Cada província define de quais universidades irá recrutar. Muitas — incluindo Guangdong, no sul — costumavam incluir universidades estrangeiras. Neste ano, Guangdong listou apenas universidades chinesas; outras cinco regiões seguiram a mesma linha no último ano. Somente Xangai ainda aceita explicitamente graduados de instituições estrangeiras para esse programa de elite.
A província de Liaoning, no nordeste, foi ainda mais longe. Quem viveu no exterior por mais de seis meses e cuja “experiência e desempenho político no exterior” sejam difíceis de investigar foi considerado inelegível este ano.
Departamentos de polícia em grandes cidades impuseram regras semelhantes. Em Xangai, ter um cônjuge ou parente próximo que se mudou para o exterior pode desqualificar um candidato.
Dongshu Liu, professor da Universidade da Cidade de Hong Kong que estuda o funcionalismo público da China, afirmou que muitas das restrições provavelmente não vêm de ordens centrais claras. Mas, com o aumento da vigilância do governo central sobre os quadros médios, esses funcionários provavelmente tentam evitar qualquer fonte potencial de problema.
"Por causa das relações entre EUA e China, por causa da competição, acho justo dizer que a sociedade chinesa como um todo se tornou mais sensível a países estrangeiros", disse o professor Liu. Para os formuladores de políticas, isso faz com que “qualquer coisa relacionada a estrangeiros seja considerada arriscada.”
O governo chinês ainda deseja manter a imagem de abertura e prefere manter esse recuo interno mais discreto, afirma Wu Qiang, analista político independente em Pequim. Embora alguns governos locais tenham publicado regras sobre passaportes online, muitos entrevistados disseram que foram informados apenas verbalmente.
A aplicação das restrições parece ser desigual. Zhu, por exemplo, disse que enfermeiras em outros hospitais da mesma cidade ainda têm seus passaportes.
E funcionários públicos não são os únicos sob vigilância quanto a laços internacionais. A agência de segurança estatal da China já alertou várias vezes os cidadãos comuns sobre os perigos de viajar para o exterior, ou sobre estrangeiros que poderiam ser espiões.

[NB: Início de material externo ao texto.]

impl RecordAdapter for SnapshotAnalysisAdapter {
    fn endpoint(&self) -> Endpoint {
        Endpoint::SnapshotAnalysis
    }

    fn categories(&self) -> &'static [Category] {
        &SNAPSHOT_CATEGORIES
    }

    fn adapt(&self, element: &Value, directory: &CompanyDirectory) -> Option<QuarterlyRecord> {
        let mut record = base_record(element, directory)?;
        fill_categories(&mut record, element, self.categories());
        Some(record)
    }
}

// ============================================================================
// SHARED FIELD EXTRACTION
// ============================================================================

fn as_u64(value: &Value) -> Option<u64> {
    match value {
        Value::Number(n) => n.as_u64(),
        Value::String(s) => s.trim().parse().ok(),
        _ => None,
    }
}

fn as_year(value: &Value) -> Option<i32> {
    match value {
        Value::Number(n) => n.as_i64().and_then(|y| i32::try_from(y).ok()),
        Value::String(s) => s.trim().parse().ok(),
        _ => None,
    }
}

fn non_blank_str(value: Option<&Value>) -> Option<String> {
    value
        .and_then(Value::as_str)
        .map(str::trim)
        .filter(|s| !s.is_empty())
        .map(str::to_string)
}

/// Fields every endpoint shares. Missing or malformed values stay `None`.
fn base_record(element: &Value, directory: &CompanyDirectory) -> Option<QuarterlyRecord> {
    if !element.is_object() {
        return None;
    }

    let company_id = element.get("company").and_then(as_u64);
    let company_name = non_blank_str(element.get("company_name"))
        .or_else(|| company_id.and_then(|id| directory.name(id)).map(str::to_string));

    let quarter = element.get("quarter").and_then(Value::as_str).and_then(Quarter::parse);
    if quarter.is_none() && element.get("quarter").is_some() {
        debug!(value = ?element.get("quarter"), "unrecognised quarter value");
    }

    Some(QuarterlyRecord {
        id: element.get("id").and_then(as_u64),
        company_id,
        company_name,
        year: element.get("year").and_then(as_year),
        quarter,
        information: non_blank_str(element.get("information")),
        source: non_blank_str(element.get("source")),
        categories: Default::default(),
    })
}

/// Categories sit at the top level, or under `extra_info` on company quarter data
fn fill_categories(record: &mut QuarterlyRecord, element: &Value, categories: &[Category]) {
    let extra_info = element.get("extra_info").filter(|v| v.is_object());
    for category in categories {
        let value = element
            .get(category.key())
            .or_else(|| extra_info.and_then(|extra| extra.get(category.key())));
        if let Some(value) = value {
            record.categories.insert(*category, normalize_value(value));
        }
    }
}

// ============================================================================
// FACTORY FUNCTIONS
// ============================================================================

pub fn get_adapter(endpoint: Endpoint) -> Box<dyn RecordAdapter> {
    match endpoint {
        Endpoint::GroupedQuarterlyData => Box::new(GroupedQuarterlyAdapter),
        Endpoint::CompanyQuarterData => Box::new(CompanyQuarterAdapter),
        Endpoint::SnapshotAnalysis => Box::new(SnapshotAnalysisAdapter),
    }
}

/// Response array: a bare list, or a paginated `{"results": [...]}`
fn response_array(doc: &Value) -> Result<&Vec<Value>> {
    match doc {
        Value::Array(items) => Ok(items),
        Value::Object(map) => map
            .get("results")
            .and_then(Value::as_array)
            .ok_or_else(|| anyhow::anyhow!("JSON object missing 'results' array")),
        _ => Err(anyhow::anyhow!("expected a JSON array of records")),
    }
}

/// Guess the endpoint from the first object in the response.
///
/// `company_name` → grouped data; an `extra_info` object or a category only
/// company quarter data carries (launches, security/api/aa updates) →
/// company quarter data;
/// otherwise snapshot analysis. An empty list counts as grouped data.
pub fn detect_endpoint(doc: &Value) -> Result<Endpoint> {
    let items = response_array(doc)?;
    let Some(first) = items.iter().find(|v| v.is_object()) else {
        return Ok(Endpoint::GroupedQuarterlyData);
    };

    if first.get("company_name").is_some() {
        return Ok(Endpoint::GroupedQuarterlyData);
    }

    let company_only = [
        Category::Launches,
        Category::SecurityUpdates,
        Category::ApiUpdates,
        Category::AccountAggregatorUpdates,
    ];
    if company_only.iter().any(|c| first.get(c.key()).is_some())
        || first.get("extra_info").is_some_and(Value::is_object)
    {
        return Ok(Endpoint::CompanyQuarterData);
    }

    if first.get("company").is_some() {
        return Ok(Endpoint::SnapshotAnalysis);
    }

    Err(anyhow::anyhow!(
        "Could not detect endpoint: records have neither 'company_name' nor 'company'"
    ))
}

/// Adapt a whole response; non-object elements are skipped with a warning
pub fn adapt_response(
    adapter: &dyn RecordAdapter,
    doc: &Value,
    directory: &CompanyDirectory,
) -> Result<Vec<QuarterlyRecord>> {
    let items = response_array(doc)
        .with_context(|| format!("Invalid {} response", adapter.endpoint().name()))?;

    let mut records = Vec::with_capacity(items.len());
    for (index, element) in items.iter().enumerate() {
        match adapter.adapt(element, directory) {
            Some(record) => records.push(record),
            None => warn!(index, endpoint = adapter.endpoint().name(), "skipping malformed element"),
        }
    }
    Ok(records)
}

Dong Mingzhu, presidente da Gree Electric — uma grande fabricante chinesa de eletrodomésticos — declarou este ano que evitaria contratar pessoas que voltaram do exterior, pois poderiam ser espiãs.
A declaração gerou ampla repercussão negativa nas redes sociais, com críticas de que promovia discriminação e prejudicaria a competitividade global da China. Até o Diário do Povo publicou um editorial defendendo os talentos formados no exterior.
No entanto, embora chineses comuns possam reclamar das restrições às suas liberdades, funcionários públicos dificilmente resistirão, diz o professor Liu, em Hong Kong.
De fato, todos os funcionários entrevistados pelo Times afirmaram que não pediriam demissão por terem os passaportes confiscados.
Zhu, a enfermeira em Zhejiang, disse que seu salário estável — cerca de US$ 27 mil por ano, muito acima da média da sua cidade — valia mais do que a liberdade negada. E sabia que muitos colegas estavam na mesma situação.
"Se todo mundo morrer, tudo bem, sabe?", disse ela. "Desde que eu não seja a única."